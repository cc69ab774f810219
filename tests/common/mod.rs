use std::sync::Arc;

use axum::{
    body::Body,
    http::{Request, StatusCode},
    Router,
};
use chrono::Utc;
use sea_orm::{ActiveModelTrait, Set};
use tokio::sync::mpsc;
use tower::util::ServiceExt;

use cargotrack_api::{
    auth::Role,
    config::AppConfig,
    db,
    entities::customer,
    events::{Event, EventSender},
    services::tracking::{AuditContext, NewTrackingItem},
    AppState,
};

pub struct TestApp {
    pub state: AppState,
    // Kept alive so best-effort event sends do not hit a closed channel.
    _event_rx: mpsc::Receiver<Event>,
}

pub async fn spawn_app() -> TestApp {
    let mut cfg = AppConfig::new(
        "sqlite::memory:".to_string(),
        "integration_test_secret_0123456789abcdef".to_string(),
        "127.0.0.1".to_string(),
        0,
    );
    // More than one pooled connection would give each query its own empty
    // in-memory database.
    cfg.db_max_connections = 1;
    cfg.db_min_connections = 1;

    let pool = db::establish_connection_from_app_config(&cfg)
        .await
        .expect("failed to open in-memory database");
    db::run_migrations(&pool)
        .await
        .expect("failed to run migrations");

    let (event_tx, event_rx) = mpsc::channel(64);
    let state = AppState::new(Arc::new(pool), cfg, EventSender::new(event_tx));

    TestApp {
        state,
        _event_rx: event_rx,
    }
}

impl TestApp {
    pub fn router(&self) -> Router {
        cargotrack_api::app(self.state.clone())
    }

    pub fn admin_token(&self) -> String {
        self.state
            .auth
            .generate_token(1, Role::Admin)
            .expect("failed to mint admin token")
    }

    pub fn customer_token(&self, customer_id: i64) -> String {
        self.state
            .auth
            .generate_token(customer_id, Role::Customer)
            .expect("failed to mint customer token")
    }

    pub async fn seed_customer(&self, user_id: &str, name: &str, email: &str) -> customer::Model {
        customer::ActiveModel {
            user_id: Set(user_id.to_string()),
            name: Set(name.to_string()),
            email: Set(email.to_string()),
            phone: Set(None),
            created_at: Set(Utc::now()),
            ..Default::default()
        }
        .insert(self.state.db.as_ref())
        .await
        .expect("failed to seed customer")
    }

    pub async fn request(
        &self,
        method: &str,
        uri: &str,
        token: Option<&str>,
        body: Option<serde_json::Value>,
    ) -> (StatusCode, serde_json::Value) {
        let mut builder = Request::builder().method(method).uri(uri);
        if let Some(token) = token {
            builder = builder.header("authorization", format!("Bearer {}", token));
        }
        let request = match body {
            Some(json) => builder
                .header("content-type", "application/json")
                .body(Body::from(json.to_string()))
                .expect("failed to build request"),
            None => builder.body(Body::empty()).expect("failed to build request"),
        };

        let response = self
            .router()
            .oneshot(request)
            .await
            .expect("router never errors");
        let status = response.status();
        let bytes = axum::body::to_bytes(response.into_body(), usize::MAX)
            .await
            .expect("failed to read response body");
        let json = if bytes.is_empty() {
            serde_json::Value::Null
        } else {
            serde_json::from_slice(&bytes).expect("response body was not JSON")
        };
        (status, json)
    }
}

/// Minimal creation input; tests override individual fields as needed.
pub fn new_item(tracking_number: &str, customer_id: i64) -> NewTrackingItem {
    NewTrackingItem {
        tracking_number: tracking_number.to_string(),
        customer_id,
        product_name: None,
        product_quantity: None,
        status_title: None,
        status: None,
        current_location: None,
        expected_date: None,
        description: None,
    }
}

pub fn audit() -> AuditContext {
    AuditContext {
        actor_id: 1,
        source_ip: Some("203.0.113.1".to_string()),
    }
}
use chrono::{DateTime, Utc};
use sea_orm::entity::prelude::*;
use serde::{Deserialize, Serialize};

use super::tracking_item::{StatusTitle, TrackingStatus};

/// One immutable snapshot of a tracking item's status at a point in time.
///
/// Rows are appended by the lifecycle manager alongside every item creation
/// and status update, and are never mutated or deleted individually; they only
/// go away when the owning item is removed (cascade).
#[derive(Clone, Debug, PartialEq, Eq, DeriveEntityModel, Serialize, Deserialize)]
#[sea_orm(table_name = "tracking_history")]
pub struct Model {
    #[sea_orm(primary_key)]
    pub id: i64,

    pub tracking_item_id: i64,

    /// Values assigned to the parent item at the time of this entry. They may
    /// repeat when a later edit leaves them unchanged.
    pub status_title: StatusTitle,
    pub status: TrackingStatus,

    pub location: Option<String>,

    /// Free-text operator note.
    pub description: Option<String>,

    /// Ordering key for display (newest first).
    pub created_at: DateTime<Utc>,
}

#[derive(Copy, Clone, Debug, EnumIter, DeriveRelation)]
pub enum Relation {
    #[sea_orm(
        belongs_to = "super::tracking_item::Entity",
        from = "Column::TrackingItemId",
        to = "super::tracking_item::Column::Id",
        on_delete = "Cascade"
    )]
    TrackingItem,
}

impl Related<super::tracking_item::Entity> for Entity {
    fn to() -> RelationDef {
        Relation::TrackingItem.def()
    }
}

impl ActiveModelBehavior for ActiveModel {}
//! Clang invocation.

use crate::invoke::{SubprocessHandle, capture_to};
use crate::options::ClangOptions;
use crate::program::Program;
use cinder_core::Context;
use std::path::Path;
use std::process::Command;

/// Turns a rendered candidate program into an executable fuzz target.
///
/// A trait seam so the orchestrator can be driven by a stub in tests;
/// the real implementation is [`ClangInvocationManager`].
pub trait CompilationManager: Send + Sync {
    /// Write `program` to `source_file`, compile it to `output_file`.
    /// Captured tool output goes to the given files when paths are
    /// supplied (quiet mode). Returns false on failure or cancellation.
    #[allow(clippy::too_many_arguments)]
    fn compile(
        &self,
        program: &Program,
        source_file: &Path,
        output_file: &Path,
        opts: &ClangOptions,
        stdout_file: Option<&Path>,
        stderr_file: Option<&Path>,
        ctx: &Context,
    ) -> bool;

    /// Kill an in-flight compilation; harmless when idle.
    fn cancel(&self);
}

/// Compiles candidate programs with clang and libFuzzer
/// instrumentation.
#[derive(Debug, Default)]
pub struct ClangInvocationManager {
    subprocess: SubprocessHandle,
}

impl ClangInvocationManager {
    /// Create an idle manager.
    #[must_use]
    pub fn new() -> Self {
        Self::default()
    }
}

impl CompilationManager for ClangInvocationManager {
    fn compile(
        &self,
        program: &Program,
        source_file: &Path,
        output_file: &Path,
        opts: &ClangOptions,
        stdout_file: Option<&Path>,
        stderr_file: Option<&Path>,
        ctx: &Context,
    ) -> bool {
        if let Err(err) = std::fs::write(source_file, program.source()) {
            ctx.diagnostics.error(format!(
                "failed to write candidate source {}: {err}",
                source_file.display()
            ));
            return false;
        }

        let mut cmd = Command::new(&opts.clang_path);
        cmd.arg(format!("-O{}", opts.optimization_level));
        cmd.arg("-fsanitize=fuzzer");
        if !opts.sanitizer_coverage.is_empty() {
            let modes: Vec<&str> = opts.sanitizer_coverage.iter().map(|m| m.as_flag()).collect();
            cmd.arg(format!("-fsanitize-coverage={}", modes.join(",")));
        }
        cmd.arg("-o").arg(output_file).arg(source_file);

        let stdout = match capture_to(stdout_file) {
            Ok(stdio) => stdio,
            Err(err) => {
                ctx.diagnostics.error(format!("failed to open clang stdout capture: {err}"));
                return false;
            }
        };
        let stderr = match capture_to(stderr_file) {
            Ok(stdio) => stdio,
            Err(err) => {
                ctx.diagnostics.error(format!("failed to open clang stderr capture: {err}"));
                return false;
            }
        };
        cmd.stdout(stdout).stderr(stderr);

        tracing::info!(
            target: "cinder",
            clang = %opts.clang_path.display(),
            output = %output_file.display(),
            "compiling candidate program"
        );
        match self.subprocess.run(&mut cmd) {
            Ok(status) if self.subprocess.cancelled() => {
                ctx.diagnostics.debug(format!("clang cancelled (status {status})"));
                false
            }
            Ok(status) if status.success() => true,
            Ok(status) => {
                ctx.diagnostics.error(format!("clang failed with {status}"));
                false
            }
            Err(err) => {
                ctx.diagnostics.error(format!("failed to run clang: {err}"));
                false
            }
        }
    }

    fn cancel(&self) {
        self.subprocess.cancel();
    }
}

★ ★ ★ ★

Check each line of the material for "chrono". Copy the ones that have it.

_Response_:
use chrono::Utc;
use chrono::{DateTime, Utc};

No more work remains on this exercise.